The horse was a runner, though. He had seen the horse as he came through the other horses with that look on his face. He was the best runner Al had ever bred. This thought made Al stand stock-still in the shower, and blasted away all his other complaints. Somehow, he had failed to think this thought until right now. Maybe he was a better runner than a lot of guys had ever bred. That was a new thought, too. Wow, thought Al. I did that. I sent that mare to that stallion. If I had not done that,
it would never have been done. You couldn’t really say that about anything else he’d done in his life except fathering his children and marrying Rosalind and, okay, breeding those other horses who had been nothing much in the larger scale of Thoroughbred breeding. Al shivered and turned off the water. When he came out into the bathroom, there was Rosalind’s message on the counter. He stepped over and picked it up. The address of the restaurant, the phone number, the time they were to meet, and then, “Love, Rosalind.” She had told the hotel operator to put that there, “Love, Rosalind.” Fact was, he didn’t have to be without her for that short life sentence. He could be with her as much as he chose. Al hiccupped and began to dry himself very quickly. Something was happening in his body. As fast as he rubbed, this sensation came on, a tingly but melty sensation, not unknown, but no everyday deal with him. He rubbed faster, and then began to rub his head and face. The sensation came on all the more strongly. Then he recognized it. It was gratitude. Al began to laugh, or something like that, something convulsive and big.

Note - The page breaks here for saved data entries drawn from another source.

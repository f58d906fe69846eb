use anyhow::{Result, anyhow};
use image::{RgbaImage, imageops::FilterType};
use ndarray::Array4;

use crate::types::{Frame, HandSkeleton, Landmark, NUM_LANDMARKS};

pub const INPUT_SIZE: u32 = 224;

#[derive(Clone, Debug)]
pub struct LetterboxInfo {
    pub scale: f32,
    pub pad_x: f32,
    pub pad_y: f32,
    pub orig_w: u32,
    pub orig_h: u32,
}

/// Letterbox the frame into the model's square input and scale pixels to
/// [0, 1], keeping the mapping needed to take landmarks back out.
pub fn prepare_frame(frame: &Frame) -> Result<(Array4<f32>, LetterboxInfo)> {
    let Some(img) = RgbaImage::from_raw(frame.width, frame.height, frame.rgba.clone()) else {
        return Err(anyhow!("failed to build RGBA image from frame"));
    };

    let scale = INPUT_SIZE as f32 / (frame.width.max(frame.height) as f32);
    let new_w = (frame.width as f32 * scale).round().max(1.0) as u32;
    let new_h = (frame.height as f32 * scale).round().max(1.0) as u32;
    let resized = image::imageops::resize(&img, new_w, new_h, FilterType::CatmullRom);

    let pad_x = ((INPUT_SIZE as i64 - new_w as i64) / 2).max(0) as f32;
    let pad_y = ((INPUT_SIZE as i64 - new_h as i64) / 2).max(0) as f32;
    let mut canvas =
        RgbaImage::from_pixel(INPUT_SIZE, INPUT_SIZE, image::Rgba([0u8, 0u8, 0u8, 255u8]));
    for y in 0..new_h {
        for x in 0..new_w {
            let px = *resized.get_pixel(x, y);
            let lx = (x as f32 + pad_x).round() as u32;
            let ly = (y as f32 + pad_y).round() as u32;
            if lx < canvas.width() && ly < canvas.height() {
                canvas.put_pixel(lx, ly, px);
            }
        }
    }

    let mut input = Array4::<f32>::zeros((1, INPUT_SIZE as usize, INPUT_SIZE as usize, 3));
    for y in 0..INPUT_SIZE {
        for x in 0..INPUT_SIZE {
            let pixel = canvas.get_pixel(x, y).0;
            input[[0, y as usize, x as usize, 0]] = pixel[0] as f32 / 255.0;
            input[[0, y as usize, x as usize, 1]] = pixel[1] as f32 / 255.0;
            input[[0, y as usize, x as usize, 2]] = pixel[2] as f32 / 255.0;
        }
    }

    let letterbox = LetterboxInfo {
        scale,
        pad_x,
        pad_y,
        orig_w: frame.width,
        orig_h: frame.height,
    };

    Ok((input, letterbox))
}

/// Split the model's flat output into 21 letterbox-space points.
pub fn decode_landmarks(flat: &[f32]) -> Result<Vec<[f32; 3]>> {
    if flat.len() < NUM_LANDMARKS * 3 {
        return Err(anyhow!(
            "unexpected landmarks length: got {}, need {}",
            flat.len(),
            NUM_LANDMARKS * 3
        ));
    }

    let mut points = Vec::with_capacity(NUM_LANDMARKS);
    for chunk in flat.chunks_exact(3).take(NUM_LANDMARKS) {
        points.push([chunk[0], chunk[1], chunk[2]]);
    }
    Ok(points)
}

/// Undo the letterbox and express every point in normalized [0, 1] frame
/// coordinates, y down. Depth keeps the same divisor as x so relative
/// proportions survive.
pub fn to_skeleton(points: &[[f32; 3]], letterbox: &LetterboxInfo) -> Result<HandSkeleton> {
    if points.len() < NUM_LANDMARKS {
        return Err(anyhow!(
            "skeleton needs {} points, got {}",
            NUM_LANDMARKS,
            points.len()
        ));
    }

    let norm_w = (letterbox.orig_w.max(1)) as f32;
    let norm_h = (letterbox.orig_h.max(1)) as f32;

    let mut landmarks = [Landmark::default(); NUM_LANDMARKS];
    for (slot, [x, y, z]) in landmarks.iter_mut().zip(points.iter().copied()) {
        let px = (x - letterbox.pad_x) / letterbox.scale;
        let py = (y - letterbox.pad_y) / letterbox.scale;
        *slot = Landmark {
            x: (px / norm_w).clamp(0.0, 1.0),
            y: (py / norm_h).clamp(0.0, 1.0),
            z: z / letterbox.scale / norm_w,
        };
    }

    Ok(HandSkeleton::new(landmarks))
}

#[cfg(test)]
mod tests {
    use std::time::Instant;

    use super::*;
    use crate::types::landmarks;

    #[test]
    fn decode_rejects_short_output() {
        assert!(decode_landmarks(&[0.0; 10]).is_err());
    }

    #[test]
    fn decode_takes_first_21_triples() {
        let flat: Vec<f32> = (0..NUM_LANDMARKS * 3).map(|i| i as f32).collect();
        let points = decode_landmarks(&flat).unwrap();
        assert_eq!(points.len(), NUM_LANDMARKS);
        assert_eq!(points[0], [0.0, 1.0, 2.0]);
        assert_eq!(points[20], [60.0, 61.0, 62.0]);
    }

    #[test]
    fn to_skeleton_maps_letterbox_center_to_frame_center() {
        // 640x480 frame: scale 0.35, 168px of content, 28px vertical pads.
        let letterbox = LetterboxInfo {
            scale: 0.35,
            pad_x: 0.0,
            pad_y: 28.0,
            orig_w: 640,
            orig_h: 480,
        };
        let mut points = [[0.0f32; 3]; NUM_LANDMARKS];
        points[landmarks::WRIST] = [112.0, 112.0, 0.0];

        let skeleton = to_skeleton(&points, &letterbox).unwrap();
        let wrist = skeleton.point(landmarks::WRIST);
        assert!((wrist.x - 0.5).abs() < 1e-4);
        assert!((wrist.y - 0.5).abs() < 1e-4);
    }

    #[test]
    fn to_skeleton_clamps_outside_points() {
        let letterbox = LetterboxInfo {
            scale: 0.35,
            pad_x: 0.0,
            pad_y: 28.0,
            orig_w: 640,
            orig_h: 480,
        };
        let mut points = [[112.0f32; 3]; NUM_LANDMARKS];
        // Inside the top letterbox pad, above the actual frame.
        points[landmarks::WRIST] = [112.0, 5.0, 0.0];

        let skeleton = to_skeleton(&points, &letterbox).unwrap();
        assert_eq!(skeleton.point(landmarks::WRIST).y, 0.0);
    }

    #[test]
    fn prepare_frame_letterboxes_landscape_input() {
        let frame = Frame {
            rgba: vec![255; (64 * 48 * 4) as usize],
            width: 64,
            height: 48,
            timestamp: Instant::now(),
        };
        let (input, letterbox) = prepare_frame(&frame).unwrap();
        assert_eq!(input.shape(), &[1, INPUT_SIZE as usize, INPUT_SIZE as usize, 3]);
        assert_eq!(letterbox.orig_w, 64);
        assert_eq!(letterbox.orig_h, 48);
        assert_eq!(letterbox.pad_x, 0.0);
        assert!(letterbox.pad_y > 0.0);
        assert!((letterbox.scale - INPUT_SIZE as f32 / 64.0).abs() < 1e-6);
    }
}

AT THE RESTAURANT, Al could see them at their table from the entrance to the dining room. Farley, his girl, a tall woman, a hairy guy, the little jock talking like mad to a pretty woman with a French look about her, and a man of about his own age who was ordering wine. And Eileen, sitting on a chair. She was the one who saw him, but she didn’t bark. She just noticed him and looked away. No Rozzy. Her chair was pushed back and her napkin folded upon it. No food as yet—they hadn’t started to eat. He turned around, disappointed not to have seen her at the moment when he expected to see her, needed to see her. He walked to the top of the stairs and looked down.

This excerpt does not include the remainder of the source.